Required work |
Tally the lines of the entries in which the string "蒸汽系统" occurs, and say only how many.

Task input |
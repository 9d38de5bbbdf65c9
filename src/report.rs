//! 입력 행을 순서대로 처리해 유량 설계 결과를 만든다.

use crate::density;
use crate::flow;
use crate::media::{MediumResolver, VelocityTable};
use crate::remark;

/// 첫 행을 제목 행으로 판단하는 표기 (대소문자 무시 부분 일치).
const HEADER_MARKERS: [&str; 2] = ["管径", "diameter"];

/// 한 행에 필요한 최소 셀 수 (관경, 매질, 비고).
pub const MIN_CELLS: usize = 3;

/// 검증을 통과한 입력 행.
#[derive(Debug, Clone, PartialEq)]
pub struct InputRow {
    pub pipe_diameter_mm: f64,
    pub medium: String,
    pub remark: String,
}

/// 입력 행 하나에 대한 계산 결과.
#[derive(Debug, Clone, PartialEq)]
pub struct ResultRecord {
    pub pipe_diameter_mm: f64,
    pub medium: String,
    pub remark: String,
    pub pressure_mpa: f64,
    pub recommended_velocity_m_per_s: f64,
    /// 체적 유량 [m3/h]
    pub volume_flow_m3_per_h: f64,
    /// 질량 유량 [t/h]
    pub mass_flow_t_per_h: f64,
    pub category: String,
    pub recommendation: String,
}

impl ResultRecord {
    /// 출력 열 순서(관경, 매질, 비고, 압력, 유속, 체적 유량, 질량 유량, 분류, 권고)대로 셀을 만든다.
    pub fn to_cells(&self) -> [String; 9] {
        [
            self.pipe_diameter_mm.to_string(),
            self.medium.clone(),
            self.remark.clone(),
            format!("{:.3}", self.pressure_mpa),
            format!("{:.2}", self.recommended_velocity_m_per_s),
            format!("{:.2}", self.volume_flow_m3_per_h),
            format!("{:.2}", self.mass_flow_t_per_h),
            self.category.clone(),
            self.recommendation.clone(),
        ]
    }
}

/// 행을 건너뛴 이유.
#[derive(Debug, Clone, PartialEq)]
pub enum RowIssueKind {
    /// 셀이 3개 미만
    TooFewCells(usize),
    /// 관경을 양수로 해석할 수 없음. 원문을 담는다.
    InvalidDiameter(String),
    /// 매질 칸이 비어 있음
    EmptyMedium,
}

/// 건너뛴 행 정보. `row_index`는 입력 전체(제목 행 포함) 기준 0부터 센다.
#[derive(Debug, Clone, PartialEq)]
pub struct RowIssue {
    pub row_index: usize,
    pub kind: RowIssueKind,
}

/// 일괄 처리 결과. 결과 행은 입력 순서를 따른다.
#[derive(Debug, Clone, Default, PartialEq)]
pub struct Report {
    pub records: Vec<ResultRecord>,
    pub skipped: Vec<RowIssue>,
    /// 제목 행을 건너뛰었는지 여부
    pub header_detected: bool,
}

/// 관경 문자열을 mm 값으로 해석한다. "mm"/"MM" 표기는 제거한다.
pub fn parse_diameter_mm(text: &str) -> Option<f64> {
    let cleaned = text.trim().replace("mm", "").replace("MM", "");
    let value = cleaned.trim().parse::<f64>().ok()?;
    (value.is_finite() && value > 0.0).then_some(value)
}

/// 첫 행이 제목 행인지 판단한다.
pub fn is_header_row<S: AsRef<str>>(row: &[S]) -> bool {
    if row.len() < MIN_CELLS {
        return false;
    }
    let first = row[0].as_ref().to_lowercase();
    HEADER_MARKERS.iter().any(|m| first.contains(m))
}

/// 원시 셀 목록을 입력 행으로 검증한다.
pub fn parse_row<S: AsRef<str>>(cells: &[S]) -> Result<InputRow, RowIssueKind> {
    if cells.len() < MIN_CELLS {
        return Err(RowIssueKind::TooFewCells(cells.len()));
    }
    let diameter_text = cells[0].as_ref().trim();
    let pipe_diameter_mm = parse_diameter_mm(diameter_text)
        .ok_or_else(|| RowIssueKind::InvalidDiameter(diameter_text.to_string()))?;
    let medium = cells[1].as_ref().trim();
    if medium.is_empty() {
        return Err(RowIssueKind::EmptyMedium);
    }
    Ok(InputRow {
        pipe_diameter_mm,
        medium: medium.to_string(),
        remark: cells[2].as_ref().trim().to_string(),
    })
}

/// 기준표를 주입받아 행 단위 계산을 수행한다.
#[derive(Debug, Clone, Copy)]
pub struct RowProcessor<'a> {
    resolver: MediumResolver<'a>,
}

impl<'a> RowProcessor<'a> {
    pub fn new(table: &'a VelocityTable) -> Self {
        Self {
            resolver: MediumResolver::new(table),
        }
    }

    /// 검증된 입력 행 하나를 계산한다.
    pub fn compute(&self, row: &InputRow) -> ResultRecord {
        let pressure_mpa = remark::extract_pressure(&row.remark);
        let resolution = self.resolver.resolve(&row.medium);
        let velocity = resolution.velocity_m_per_s;
        let volume_flow = flow::volume_flow_m3_per_h(row.pipe_diameter_mm, velocity);
        let rho = density::density(&row.medium, pressure_mpa);

        ResultRecord {
            pipe_diameter_mm: row.pipe_diameter_mm,
            medium: row.medium.clone(),
            remark: row.remark.clone(),
            pressure_mpa,
            recommended_velocity_m_per_s: velocity,
            volume_flow_m3_per_h: volume_flow,
            mass_flow_t_per_h: flow::mass_flow_t_per_h(volume_flow, rho),
            category: resolution.category.to_string(),
            recommendation: resolution.recommendation.to_string(),
        }
    }

    /// 전체 입력을 한 번에 처리한다. 잘못된 행은 건너뛰고 `skipped`에 기록한다.
    pub fn process<S: AsRef<str>>(&self, rows: &[Vec<S>]) -> Report {
        let header_detected = rows.first().is_some_and(|r| is_header_row(r));
        let start = usize::from(header_detected);

        let mut report = Report {
            header_detected,
            ..Report::default()
        };
        for (row_index, cells) in rows.iter().enumerate().skip(start) {
            match parse_row(cells) {
                Ok(input) => report.records.push(self.compute(&input)),
                Err(kind) => report.skipped.push(RowIssue { row_index, kind }),
            }
        }
        report
    }
}
//! 외부 표 형식과 행 처리기 사이의 입출력 어댑터.

pub mod csv;
pub mod xlsx;

use std::path::{Path, PathBuf};

use thiserror::Error;

use crate::report::ResultRecord;

pub use self::csv::{CsvSink, CsvSource};
pub use self::xlsx::{XlsxSink, XlsxSource};

/// 입출력 어댑터 오류. 모두 실행 전체를 중단시키는 치명적 오류다.
#[derive(Debug, Error)]
pub enum TableIoError {
    #[error("파일 입출력 오류 ({}): {source}", .path.display())]
    Io {
        path: PathBuf,
        #[source]
        source: std::io::Error,
    },
    #[error("스트림 입출력 오류: {0}")]
    Stream(#[from] std::io::Error),
    #[error("UTF-8 텍스트가 아닙니다: {0}")]
    Encoding(#[from] std::string::FromUtf8Error),
    #[error("엑셀 파일 읽기 오류 ({}): {source}", .path.display())]
    XlsxRead {
        path: PathBuf,
        #[source]
        source: calamine::XlsxError,
    },
    #[error("엑셀 파일 저장 오류 ({}): {source}", .path.display())]
    XlsxWrite {
        path: PathBuf,
        #[source]
        source: rust_xlsxwriter::XlsxError,
    },
    #[error("지원하지 않는 파일 형식입니다: {0} (.csv, .xlsx만 지원)")]
    UnsupportedFormat(String),
}

/// 원시 셀 행을 순서대로 공급하는 입력원.
pub trait RowSource {
    fn read_rows(&mut self) -> Result<Vec<Vec<String>>, TableIoError>;
}

/// 결과 레코드를 받아 기록하는 출력처.
pub trait RecordSink {
    fn write_report(
        &mut self,
        headers: &[&str],
        records: &[ResultRecord],
    ) -> Result<(), TableIoError>;
}

/// 지원하는 표 파일 형식.
#[derive(Debug, Clone, Copy, PartialEq, Eq)]
pub enum TableFormat {
    Csv,
    Xlsx,
}

impl TableFormat {
    /// 확장자로 형식을 고른다.
    pub fn from_path(path: &Path) -> Result<Self, TableIoError> {
        Self::recognize(path)
            .ok_or_else(|| TableIoError::UnsupportedFormat(path.display().to_string()))
    }

    /// 출력 형식을 고른다. 출력 경로의 확장자가 지원 형식이면 그것을, 아니면 `fallback`을 쓴다.
    pub fn for_output(path: &Path, fallback: TableFormat) -> Self {
        Self::recognize(path).unwrap_or(fallback)
    }

    fn recognize(path: &Path) -> Option<Self> {
        let ext = path.extension()?.to_str()?.to_lowercase();
        match ext.as_str() {
            "csv" => Some(TableFormat::Csv),
            "xlsx" => Some(TableFormat::Xlsx),
            _ => None,
        }
    }

    pub fn extension(self) -> &'static str {
        match self {
            TableFormat::Csv => "csv",
            TableFormat::Xlsx => "xlsx",
        }
    }
}

/// 출력 경로에 형식 확장자가 없으면 덧붙인다.
pub fn ensure_extension(path: &Path, format: TableFormat) -> PathBuf {
    let ext = format.extension();
    let has_ext = path
        .extension()
        .and_then(|e| e.to_str())
        .is_some_and(|e| e.eq_ignore_ascii_case(ext));
    if has_ext {
        path.to_path_buf()
    } else {
        let mut name = path.as_os_str().to_owned();
        name.push(".");
        name.push(ext);
        PathBuf::from(name)
    }
}
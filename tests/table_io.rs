//! CSV/XLSX 입출력 어댑터와 실행 흐름.
use std::fs;
use std::path::{Path, PathBuf};

use pipe_flow_report::app::{self, AppError, RunOptions};
use pipe_flow_report::config::Config;
use pipe_flow_report::i18n::{Translator, COLUMN_HEADERS_ZH};
use pipe_flow_report::media::VelocityTable;
use pipe_flow_report::report::RowProcessor;
use pipe_flow_report::table_io::{
    csv::split_line, ensure_extension, xlsx::RESULT_SHEET, CsvSink, CsvSource, RecordSink,
    RowSource, TableFormat, TableIoError, XlsxSource,
};
use rust_xlsxwriter::Workbook;

fn scratch_dir(name: &str) -> PathBuf {
    let dir = std::env::temp_dir().join(format!("pipe_flow_report_{name}_{}", std::process::id()));
    fs::create_dir_all(&dir).expect("create scratch dir");
    dir
}

#[test]
fn csv_source_trims_cells_and_strips_bom() {
    let text = "\u{feff}管径, 介质 ,备注\n100,自来水, 常温常压 \n\n";
    let rows = CsvSource::new(text.as_bytes(), ',').read_rows().expect("read");
    assert_eq!(rows.len(), 3);
    assert_eq!(rows[0], ["管径", "介质", "备注"]);
    assert_eq!(rows[1], ["100", "自来水", "常温常压"]);
    assert_eq!(rows[2], [""]);
}

#[test]
fn csv_source_rejects_invalid_utf8() {
    let bytes: &[u8] = &[0xff, 0xfe, b'a'];
    let err = CsvSource::new(bytes, ',').read_rows().unwrap_err();
    assert!(matches!(err, TableIoError::Encoding(_)));
}

#[test]
fn file_read_errors_carry_the_path() {
    let dir = scratch_dir("bad_utf8");
    let input = dir.join("gbk.csv");
    fs::write(&input, [b'1', b'0', b'0', b',', 0xc4, 0xe3, b'\n']).expect("write input");

    let err = CsvSource::open(&input, ',')
        .expect("open")
        .read_rows()
        .unwrap_err();
    match &err {
        TableIoError::Io { path, source } => {
            assert_eq!(path, &input);
            assert_eq!(source.kind(), std::io::ErrorKind::InvalidData);
        }
        other => panic!("unexpected error: {other:?}"),
    }
    assert!(err.to_string().contains("gbk.csv"));

    fs::remove_dir_all(&dir).ok();
}

#[test]
fn quoted_cells_keep_delimiters_and_quotes() {
    assert_eq!(
        split_line(r#"100,"盐水, 浓度20%","压力""高"" 1MPa""#, ','),
        ["100", "盐水, 浓度20%", r#"压力"高" 1MPa"#]
    );
    assert_eq!(split_line("a;b;c", ';'), ["a", "b", "c"]);
    assert_eq!(split_line("", ','), [""]);
}

#[test]
fn quoted_cells_keep_inner_whitespace() {
    assert_eq!(split_line(r#"" 盐水 ",x"#, ','), [" 盐水 ", "x"]);
    assert_eq!(split_line(r#"  "a b"  , c "#, ','), ["a b", "c"]);
    assert_eq!(split_line("\"\",1", ','), ["", "1"]);
}

#[test]
fn csv_sink_quotes_carriage_returns() {
    let table = VelocityTable::standard();
    let rows = vec![vec![
        "100".to_string(),
        "自来水".to_string(),
        "第一行\r第二行".to_string(),
    ]];
    let report = RowProcessor::new(&table).process(&rows);
    assert_eq!(report.records[0].remark, "第一行\r第二行");

    let mut sink = CsvSink::new(Vec::new(), ',', false);
    sink.write_report(&["a"], &report.records).expect("write");
    let text = String::from_utf8(sink.into_inner()).expect("utf8");
    assert!(text.contains("\"第一行\r第二行\""));
}

#[test]
fn csv_sink_writes_header_and_formatted_rows() {
    let table = VelocityTable::standard();
    let rows = vec![vec![
        "100".to_string(),
        "自来水".to_string(),
        "常温, 常压".to_string(),
    ]];
    let report = RowProcessor::new(&table).process(&rows);

    let mut sink = CsvSink::new(Vec::new(), ',', false);
    sink.write_report(&COLUMN_HEADERS_ZH, &report.records)
        .expect("write");
    let text = String::from_utf8(sink.into_inner()).expect("utf8");
    let mut lines = text.lines();
    assert_eq!(
        lines.next(),
        Some("管径(mm),介质,备注,压力(MPa),推荐流速(m/s),体积流量(m³/h),质量流量(t/h),介质类别,设计建议")
    );
    assert_eq!(
        lines.next(),
        Some("100,自来水,\"常温, 常压\",0.500,1.25,35.34,35.34,水及水溶液,防噪音要求≤1.2m/s")
    );
    assert_eq!(lines.next(), None);
}

#[test]
fn csv_sink_prepends_bom_when_requested() {
    let mut sink = CsvSink::new(Vec::new(), ',', true);
    sink.write_report(&["a", "b"], &[]).expect("write");
    let bytes = sink.into_inner();
    assert!(bytes.starts_with("\u{feff}".as_bytes()));
}

#[test]
fn format_is_chosen_by_extension() {
    assert_eq!(
        TableFormat::from_path(Path::new("data/管道.CSV")).expect("csv"),
        TableFormat::Csv
    );
    assert_eq!(
        TableFormat::from_path(Path::new("data.XLSX")).expect("xlsx"),
        TableFormat::Xlsx
    );
    assert!(matches!(
        TableFormat::from_path(Path::new("data.xls")),
        Err(TableIoError::UnsupportedFormat(_))
    ));
    assert!(TableFormat::from_path(Path::new("noext")).is_err());
}

#[test]
fn output_format_falls_back_to_input_format() {
    assert_eq!(
        TableFormat::for_output(Path::new("out.xlsx"), TableFormat::Csv),
        TableFormat::Xlsx
    );
    assert_eq!(
        TableFormat::for_output(Path::new("out"), TableFormat::Xlsx),
        TableFormat::Xlsx
    );
    assert_eq!(
        TableFormat::for_output(Path::new("out.txt"), TableFormat::Csv),
        TableFormat::Csv
    );
}

#[test]
fn output_extension_is_appended_once() {
    assert_eq!(
        ensure_extension(Path::new("out/result"), TableFormat::Csv),
        PathBuf::from("out/result.csv")
    );
    assert_eq!(
        ensure_extension(Path::new("out/result.CSV"), TableFormat::Csv),
        PathBuf::from("out/result.CSV")
    );
    assert_eq!(
        ensure_extension(Path::new("out/result"), TableFormat::Xlsx),
        PathBuf::from("out/result.xlsx")
    );
}

#[test]
fn default_output_sits_next_to_input() {
    assert_eq!(
        app::default_output_path(Path::new("data/pipes.csv")),
        PathBuf::from("data/pipes_流量设计结果.csv")
    );
    assert_eq!(
        app::default_output_path(Path::new("data/pipes.xlsx")),
        PathBuf::from("data/pipes_流量设计结果.xlsx")
    );
}

fn write_xlsx_input(path: &Path) {
    let mut workbook = Workbook::new();
    let sheet = workbook.add_worksheet();
    for (col, header) in (0u16..).zip(["管径(mm)", "介质", "备注"]) {
        sheet.write_string(0, col, header).expect("header");
    }
    sheet.write_number(1, 0, 150.0).expect("diameter");
    sheet.write_string(1, 1, "饱和蒸汽").expect("medium");
    sheet.write_string(1, 2, " 0.5MPa ").expect("remark");
    sheet.write_number(2, 0, 100.0).expect("diameter");
    sheet.write_string(2, 1, " 自来水").expect("medium");
    sheet.write_string(2, 2, "常温常压").expect("remark");
    // 셀이 모자란 행
    sheet.write_string(3, 0, "200").expect("short row");
    workbook.save(path).expect("save input");
}

#[test]
fn xlsx_source_reads_first_sheet_with_trimmed_cells() {
    let dir = scratch_dir("xlsx_source");
    let input = dir.join("pipes.xlsx");
    write_xlsx_input(&input);

    let rows = XlsxSource::open(&input)
        .expect("open")
        .read_rows()
        .expect("read");
    assert_eq!(rows.len(), 4);
    assert_eq!(rows[0], ["管径(mm)", "介质", "备注"]);
    assert_eq!(rows[1], ["150", "饱和蒸汽", "0.5MPa"]);
    assert_eq!(rows[2], ["100", "自来水", "常温常压"]);
    assert_eq!(rows[3], ["200"]);

    fs::remove_dir_all(&dir).ok();
}

#[test]
fn run_writes_xlsx_result_sheet() {
    let dir = scratch_dir("xlsx_run");
    let input = dir.join("pipes.xlsx");
    write_xlsx_input(&input);

    let opts = RunOptions {
        input: Some(input),
        output: Some(dir.join("result")),
    };
    let summary = app::run(&Config::default(), &Translator::new("zh"), opts).expect("run");
    assert_eq!(summary.output, dir.join("result.xlsx"));
    assert_eq!(summary.report.records.len(), 2);
    assert_eq!(summary.report.skipped.len(), 1);

    let workbook: calamine::Xlsx<_> =
        calamine::open_workbook(&summary.output).expect("open output");
    assert_eq!(
        calamine::Reader::sheet_names(&workbook),
        vec![RESULT_SHEET.to_string()]
    );

    let rows = XlsxSource::open(&summary.output)
        .expect("open output")
        .read_rows()
        .expect("read output");
    assert_eq!(rows.len(), 3);
    assert_eq!(rows[0], COLUMN_HEADERS_ZH);
    assert_eq!(rows[1][..5], ["150", "饱和蒸汽", "0.5MPa", "0.500", "25.00"]);
    assert_eq!(rows[1][7], "蒸汽系统");
    assert_eq!(
        rows[2],
        [
            "100",
            "自来水",
            "常温常压",
            "0.500",
            "1.25",
            "35.34",
            "35.34",
            "水及水溶液",
            "防噪音要求≤1.2m/s"
        ]
    );

    fs::remove_dir_all(&dir).ok();
}

#[test]
fn csv_input_can_be_saved_as_xlsx() {
    let dir = scratch_dir("csv_to_xlsx");
    let input = dir.join("pipes.csv");
    fs::write(&input, "100,自来水,常温常压\n").expect("write input");

    let opts = RunOptions {
        input: Some(input),
        output: Some(dir.join("result.xlsx")),
    };
    let summary = app::run(&Config::default(), &Translator::new("en"), opts).expect("run");
    assert_eq!(summary.output, dir.join("result.xlsx"));

    let rows = XlsxSource::open(&summary.output)
        .expect("open output")
        .read_rows()
        .expect("read output");
    assert_eq!(rows[0][0], "Diameter(mm)");
    assert_eq!(rows[1][..4], ["100", "自来水", "常温常压", "0.500"]);

    fs::remove_dir_all(&dir).ok();
}

#[test]
fn run_reads_processes_and_writes() {
    let dir = scratch_dir("run");
    let input = dir.join("pipes.csv");
    fs::write(
        &input,
        "管径(mm),介质,备注\n100,自来水,常温常压\nabc,自来水,\n150,饱和蒸汽,0.5MPa\n",
    )
    .expect("write input");

    let cfg = Config {
        utf8_bom: false,
        ..Config::default()
    };
    let opts = RunOptions {
        input: Some(input),
        output: Some(dir.join("result")),
    };
    let summary = app::run(&cfg, &Translator::new("en"), opts).expect("run");
    assert_eq!(summary.output, dir.join("result.csv"));
    assert!(summary.report.header_detected);
    assert_eq!(summary.report.records.len(), 2);
    assert_eq!(summary.report.skipped.len(), 1);

    let written = fs::read_to_string(&summary.output).expect("read output");
    let lines: Vec<&str> = written.lines().collect();
    assert_eq!(lines.len(), 3);
    assert!(lines[0].starts_with("Diameter(mm),Medium,Remark"));
    assert!(lines[2].starts_with("150,饱和蒸汽,0.5MPa,0.500,25.00,"));
    assert!(lines[2].ends_with(",蒸汽系统,避免冷凝水携带（≤25m/s）"));

    fs::remove_dir_all(&dir).ok();
}

#[test]
fn run_rejects_empty_and_unsupported_inputs() {
    let dir = scratch_dir("fatal");
    let empty = dir.join("empty.csv");
    fs::write(&empty, "").expect("write empty");
    let tr = Translator::new("zh");
    let cfg = Config::default();

    let err = app::run(
        &cfg,
        &tr,
        RunOptions {
            input: Some(empty),
            output: Some(dir.join("out.csv")),
        },
    )
    .unwrap_err();
    assert!(matches!(err, AppError::EmptyInput(_)));

    let err = app::run(
        &cfg,
        &tr,
        RunOptions {
            input: Some(dir.join("pipes.ods")),
            output: None,
        },
    )
    .unwrap_err();
    assert!(matches!(
        err,
        AppError::TableIo(TableIoError::UnsupportedFormat(_))
    ));

    let err = app::run(
        &cfg,
        &tr,
        RunOptions {
            input: Some(dir.join("missing.csv")),
            output: None,
        },
    )
    .unwrap_err();
    assert!(matches!(err, AppError::TableIo(TableIoError::Io { .. })));

    fs::remove_dir_all(&dir).ok();
}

Task answer |
2